Doubt on this worked example from book by David Morin

[bksree]

Attached is a worked problem in the Classical Mech book by Morin.

I don't understand how eqn (2.57) is the net moment about the pivot. Isn't it only the moment of the weight of the portion of the stick to the right of the pivot ? What about the moment due to the weight of length 'l' on left of pivot ?

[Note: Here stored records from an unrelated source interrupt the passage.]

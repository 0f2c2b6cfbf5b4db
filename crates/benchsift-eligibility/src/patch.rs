//! Three-tier diff retrieval: PR-ref fetch, local range diff, remote service.

use std::sync::Arc;

use benchsift_core::BenchsiftError;
use benchsift_forge::DiffService;
use benchsift_git::GitBackend;

/// Produces the literal diff for a `(base, head)` pair.
///
/// Never checks anything out; the only local side effect is the PR ref a
/// best-effort fetch may create.
pub struct PatchRetriever {
    git: Arc<dyn GitBackend>,
    remote: Arc<dyn DiffService>,
}

impl PatchRetriever {
    /// Retriever over a local clone and a remote diff service.
    pub fn new(git: Arc<dyn GitBackend>, remote: Arc<dyn DiffService>) -> Self {
        Self { git, remote }
    }

    /// Diff text from `base` to `head`.
    ///
    /// 1. If `head` is not reachable locally and `pr` is known, fetch the PR
    ///    head ref. A failed fetch is ignored.
    /// 2. If both commits are reachable, use the local range diff when it
    ///    exits cleanly with non-empty output.
    /// 3. Otherwise ask the remote service. Any error there is a miss.
    ///
    /// # Errors
    ///
    /// Returns [`BenchsiftError::PatchUnavailable`] when every tier misses.
    pub async fn retrieve(
        &self,
        base: &str,
        head: &str,
        pr: Option<u64>,
    ) -> Result<String, BenchsiftError> {
        if let Some(number) = pr {
            if !self.git.commit_exists(head).await {
                tracing::debug!(pr = number, head, "head not local, fetching PR ref");
                if let Err(e) = self.git.fetch_pr_head(number).await {
                    tracing::debug!(pr = number, error = %e, "PR ref fetch failed");
                }
            }
        }

        if self.git.commit_exists(base).await && self.git.commit_exists(head).await {
            match self.git.range_diff(base, head).await {
                Ok(diff) if !diff.trim().is_empty() => {
                    tracing::debug!(base, head, "diff from local range");
                    return Ok(diff);
                }
                Ok(_) => tracing::debug!(base, head, "local range diff is empty"),
                Err(e) => tracing::debug!(base, head, error = %e, "local range diff failed"),
            }
        }

        match self.remote.fetch_diff(base, head).await {
            Ok(diff) if !diff.trim().is_empty() => {
                tracing::debug!(base, head, "diff from remote service");
                Ok(diff)
            }
            Ok(_) => Err(unavailable(base, head)),
            Err(e) => {
                tracing::debug!(base, head, error = %e, "remote diff failed");
                Err(unavailable(base, head))
            }
        }
    }
}

fn unavailable(base: &str, head: &str) -> BenchsiftError {
    BenchsiftError::PatchUnavailable {
        base: base.into(),
        head: head.into(),
    }
}

#[cfg(test)]
mod tests {
    use std::collections::HashSet;
    use std::sync::atomic::{AtomicUsize, Ordering};
    use std::sync::Mutex;

    use async_trait::async_trait;

    use super::*;

    struct FakeGit {
        present: Mutex<HashSet<String>>,
        fetchable: Option<String>,
        diff: Result<String, String>,
        fetches: AtomicUsize,
    }

    impl FakeGit {
        fn new(present: &[&str], diff: Result<&str, &str>) -> Self {
            Self {
                present: Mutex::new(present.iter().map(|s| s.to_string()).collect()),
                fetchable: None,
                diff: diff.map(String::from).map_err(String::from),
                fetches: AtomicUsize::new(0),
            }
        }
    }

    #[async_trait]
    impl GitBackend for FakeGit {
        async fn commit_exists(&self, sha: &str) -> bool {
            self.present.lock().unwrap().contains(sha)
        }

        async fn fetch_pr_head(&self, _pr: u64) -> Result<(), BenchsiftError> {
            self.fetches.fetch_add(1, Ordering::SeqCst);
            match &self.fetchable {
                Some(sha) => {
                    self.present.lock().unwrap().insert(sha.clone());
                    Ok(())
                }
                None => Err(BenchsiftError::Git("couldn't find remote ref".into())),
            }
        }

        async fn range_diff(&self, _base: &str, _head: &str) -> Result<String, BenchsiftError> {
            self.diff.clone().map_err(BenchsiftError::Git)
        }
    }

    struct FakeRemote {
        diff: Result<String, String>,
        calls: AtomicUsize,
    }

    impl FakeRemote {
        fn new(diff: Result<&str, &str>) -> Arc<Self> {
            Arc::new(Self {
                diff: diff.map(String::from).map_err(String::from),
                calls: AtomicUsize::new(0),
            })
        }
    }

    #[async_trait]
    impl DiffService for FakeRemote {
        async fn fetch_diff(&self, _base: &str, _head: &str) -> Result<String, BenchsiftError> {
            self.calls.fetch_add(1, Ordering::SeqCst);
            self.diff.clone().map_err(BenchsiftError::transient)
        }
    }

    const DIFF: &str = "diff --git a/x b/x\n";

    #[tokio::test]
    async fn local_diff_skips_remote() {
        let git = Arc::new(FakeGit::new(&["base", "head"], Ok(DIFF)));
        let remote = FakeRemote::new(Ok("remote"));
        let retriever = PatchRetriever::new(git.clone(), remote.clone());

        let diff = retriever.retrieve("base", "head", Some(7)).await.unwrap();
        assert_eq!(diff, DIFF);
        assert_eq!(remote.calls.load(Ordering::SeqCst), 0);
        assert_eq!(git.fetches.load(Ordering::SeqCst), 0);
    }

    #[tokio::test]
    async fn missing_head_is_fetched_then_diffed_locally() {
        let mut git = FakeGit::new(&["base"], Ok(DIFF));
        git.fetchable = Some("head".into());
        let git = Arc::new(git);
        let remote = FakeRemote::new(Ok("remote"));
        let retriever = PatchRetriever::new(git.clone(), remote.clone());

        let diff = retriever.retrieve("base", "head", Some(7)).await.unwrap();
        assert_eq!(diff, DIFF);
        assert_eq!(git.fetches.load(Ordering::SeqCst), 1);
        assert_eq!(remote.calls.load(Ordering::SeqCst), 0);
    }

    #[tokio::test]
    async fn no_pr_number_means_no_fetch() {
        let git = Arc::new(FakeGit::new(&["base"], Ok(DIFF)));
        let remote = FakeRemote::new(Ok("remote"));
        let retriever = PatchRetriever::new(git.clone(), remote.clone());

        assert_eq!(retriever.retrieve("base", "head", None).await.unwrap(), "remote");
        assert_eq!(git.fetches.load(Ordering::SeqCst), 0);
    }

    #[tokio::test]
    async fn empty_local_diff_falls_through() {
        let git = Arc::new(FakeGit::new(&["base", "head"], Ok("  \n")));
        let remote = FakeRemote::new(Ok("remote"));
        let retriever = PatchRetriever::new(git, remote.clone());

        assert_eq!(retriever.retrieve("base", "head", None).await.unwrap(), "remote");
        assert_eq!(remote.calls.load(Ordering::SeqCst), 1);
    }

    #[tokio::test]
    async fn failed_fetch_and_remote_error_are_unavailable() {
        let git = Arc::new(FakeGit::new(&["base"], Err("bad revision")));
        let remote = FakeRemote::new(Err("HTTP 404: Not Found"));
        let retriever = PatchRetriever::new(git.clone(), remote);

        let err = retriever.retrieve("base", "head", Some(3)).await.unwrap_err();
        assert!(matches!(err, BenchsiftError::PatchUnavailable { .. }));
        assert_eq!(git.fetches.load(Ordering::SeqCst), 1);
    }
}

Why is the equation 2.57 differntiated the second time ?

Please explain.

TIA

 

[eczeno]

the formula appears correct to me. maybe this will help. think of the integral as a Riemann sum, a bunch of rectangles under the function rho(x)*(x-(xo+l))*g . now, think of the first rectangle (and let there be lots of rectangles). this will have a hight rho(xo)*l*g and width dx, so the torque contribution from the first dx of the stick will be: rho(xo)*l*g*dx. this is correct! the weight of that little piece is rho(xo)*g*dx and it is a distance l from the pivot.

as for why he differentiated again, i don't see any other way to find rho(x). he simply turns a hard integral problem into an easy differential equation.

 

[bksree]

Thank you.

BTW, what is the rule being used to differentiate the definite inegral in eqn 2.57 ?

TIA

 

[eczeno]

cheers,

he does integration by parts on 2.57 before taking the derivative:

u= x-(xo+l) and dv = g*rho(x) dx